How much more so when the memory is stretched across four or five generations? We pause right now to remember the guns falling silent exactly one hundred years ago. We strive to recover what that meant to our forebears. The bells of peace peeled out. And we need imagination to recover what a relief that was.
Naming
‘Some of them have left behind a name,’ said that first reading. And naming was a way of dealing with the horrors of the war loss. Within a very few years every community in our land had a war memorial that named those who had been killed. Looking now at the huge versions, like those in the battlefields of Flanders, we quake at the enormity of the loss involved. Though sometimes it’s the small ones that really bring it home. The tiny village I come from had a population of around 700 at the start of hostilities; ninety-one of its men served and a quarter of them didn’t come back. Every one of those named on the church plaque well-known to my grandparents.

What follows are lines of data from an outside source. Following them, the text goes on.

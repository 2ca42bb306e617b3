//! Supported AEAD schemes.

use crate::error::VaultError;
use serde::{Deserialize, Serialize};
use std::fmt;
use std::str::FromStr;

/// Algorithm tag stored per account and per encrypted file
#[derive(Debug, Clone, Copy, PartialEq, Eq, Hash, Serialize, Deserialize)]
pub enum Algorithm {
    /// AES-256-GCM
    #[serde(rename = "AES-256", alias = "AES_256")]
    Aes256,
    /// ChaCha20-Poly1305
    #[serde(rename = "ChaCha20")]
    ChaCha20,
}

impl Algorithm {
    /// Every algorithm an account may select
    pub const ALL: [Algorithm; 2] = [Algorithm::Aes256, Algorithm::ChaCha20];

    pub fn as_str(&self) -> &'static str {
        match self {
            Algorithm::Aes256 => "AES-256",
            Algorithm::ChaCha20 => "ChaCha20",
        }
    }
}

impl Default for Algorithm {
    fn default() -> Self {
        Algorithm::Aes256
    }
}

impl fmt::Display for Algorithm {
    fn fmt(&self, f: &mut fmt::Formatter<'_>) -> fmt::Result {
        f.write_str(self.as_str())
    }
}

impl FromStr for Algorithm {
    type Err = VaultError;

    fn from_str(s: &str) -> Result<Self, Self::Err> {
        match s {
            "AES-256" | "AES_256" => Ok(Algorithm::Aes256),
            "ChaCha20" => Ok(Algorithm::ChaCha20),
            other => Err(VaultError::configuration(format!(
                "unsupported algorithm: {}",
                other
            ))),
        }
    }
}
use crate::algorithm::Algorithm;
use crate::metadata::UserId;
use thiserror::Error;

/// Error taxonomy for vault operations
#[derive(Debug, Error)]
pub enum VaultError {
    /// Caller mistakes: unknown algorithm tag, malformed key hex, bad paths
    #[error("Configuration error: {0}")]
    Configuration(String),

    /// Supplied secret key does not match the stored hash, or no key exists
    #[error("Authentication error: {0}")]
    Authentication(String),

    /// AEAD tag verification failed or the envelope is malformed
    #[error("Integrity error: {0}")]
    Integrity(String),

    /// Missing user, file record or stored object
    #[error("Not found: {0}")]
    NotFound(String),

    /// The resource already exists (secret key, filename)
    #[error("Conflict: {0}")]
    Conflict(String),

    /// Object store, staging area or metadata store I/O failures
    #[error("Storage error: {0}")]
    Storage(String),

    /// Files were re-encrypted but the metadata store still describes the old algorithm
    #[error("Metadata desync for user {user_id}: files re-encrypted {from} -> {to} but commit failed: {reason}")]
    MetadataDesync {
        user_id: UserId,
        from: Algorithm,
        to: Algorithm,
        reason: String,
    },

    /// Summary error for a migration that stopped before committing
    #[error("Migration for user {user_id} aborted while {stage} ({storage_name}): {source}")]
    MigrationAborted {
        user_id: UserId,
        stage: &'static str,
        storage_name: String,
        #[source]
        source: Box<VaultError>,
    },
}

impl VaultError {
    pub fn configuration(msg: impl Into<String>) -> Self {
        Self::Configuration(msg.into())
    }

    pub fn authentication(msg: impl Into<String>) -> Self {
        Self::Authentication(msg.into())
    }

    pub fn integrity(msg: impl Into<String>) -> Self {
        Self::Integrity(msg.into())
    }

    pub fn not_found(msg: impl Into<String>) -> Self {
        Self::NotFound(msg.into())
    }

    pub fn conflict(msg: impl Into<String>) -> Self {
        Self::Conflict(msg.into())
    }

    pub fn storage(msg: impl Into<String>) -> Self {
        Self::Storage(msg.into())
    }

    /// Tag mismatches look the same as a wrong key to the caller.
    pub fn is_authentication(&self) -> bool {
        matches!(self, Self::Authentication(_) | Self::Integrity(_))
    }

    pub fn is_not_found(&self) -> bool {
        matches!(self, Self::NotFound(_))
    }
}

impl From<std::io::Error> for VaultError {
    fn from(err: std::io::Error) -> Self {
        match err.kind() {
            std::io::ErrorKind::NotFound => Self::NotFound(err.to_string()),
            _ => Self::Storage(err.to_string()),
        }
    }
}

impl From<serde_json::Error> for VaultError {
    fn from(err: serde_json::Error) -> Self {
        Self::Storage(format!("metadata serialization: {}", err))
    }
}

pub type Result<T> = std::result::Result<T, VaultError>;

The stone memorial in the village street simply says, ‘Is it nothing to you: all ye that pass by?’ To my grandparents and their generation, it was most certainly something: names of those they knew and an assertion of the value of their lives. Yes, to them ‘every family’ did indeed takes its name from God and nothing was to be allowed to denigrate that. The suffering was immense and touched everyone – during my childhood there were still women who remained single because of a fiancé lost in the trenches.
The names cannot be ‘just names’, we strive to recover a sense of their personhood. In labouring, in loving, in learning, in living they were as we are. If you have a family connection to one of those names, then perhaps a faded photo or an old watch and chain will help make the connection. If not, then our own awareness of life’s profundities must do to help us assert the depth and value of each life named. Let us sing the praises of illustrious men not in any vainglorious way but as a valuing of their particular lives so tragically lost.
Remembering
Less that a fortnight after the guns ceased, Lloyd George, then Prime Minister, said, ‘What is our task? To make Britain a fit country for heroes to live in. I am not using the word “heroes” in any spirit of boastfulness, but in the spirit of humble recognition of fact. I cannot think what these men have gone through. I have been there at the door of the furnace and witnessed it, but that is not being in it, and I saw them march into the furnace.’ (ww1centenary.oucs.ox.ac.uk/)
‘Furnace’ was an apt description – it seemed that so many had been reduced to nothing more that fuel to a consuming fire that could never be controlled. Looking back, we may be tempted to consign our Armistice thoughts to the listing of horrors in a century full of horrors. True enough, but not good enough today. Today we shine a light in the darkness of what had happened and assert that not one of those lost fell unperceived by God. We name them personally because of the cruel fate that denied them their personhood. So much more valued than sparrows, despite the muddy circumstance that denied that.
Kate Luard was a nursing sister who served through the whole war. Awarded the Royal Red Cross and bar, she wrote home every day, and this is from one of her letters written in a front-line casualty station:
‘I feel dazed going round the rows of silent or groaning wrecks. Many die and their beds are filled instantly. One has got so used to their dying that it conveys no impression beyond a vague sense of medical failure. You forget entirely that they were once civilians, that they were alive and well yesterday, that they have wives and mothers and fathers and children; all you realise is that they are dead soldiers and that there are thousands of others.’ (Unknown Warriors, [2014] J and C Stevens, The History Press)
But it ended. Armistice: we rejoice that at the eleventh hour of the eleventh day of the eleventh month the guns were silenced. The furnace was finally extinguished, thank God. ‘Remember what you will – But remember.’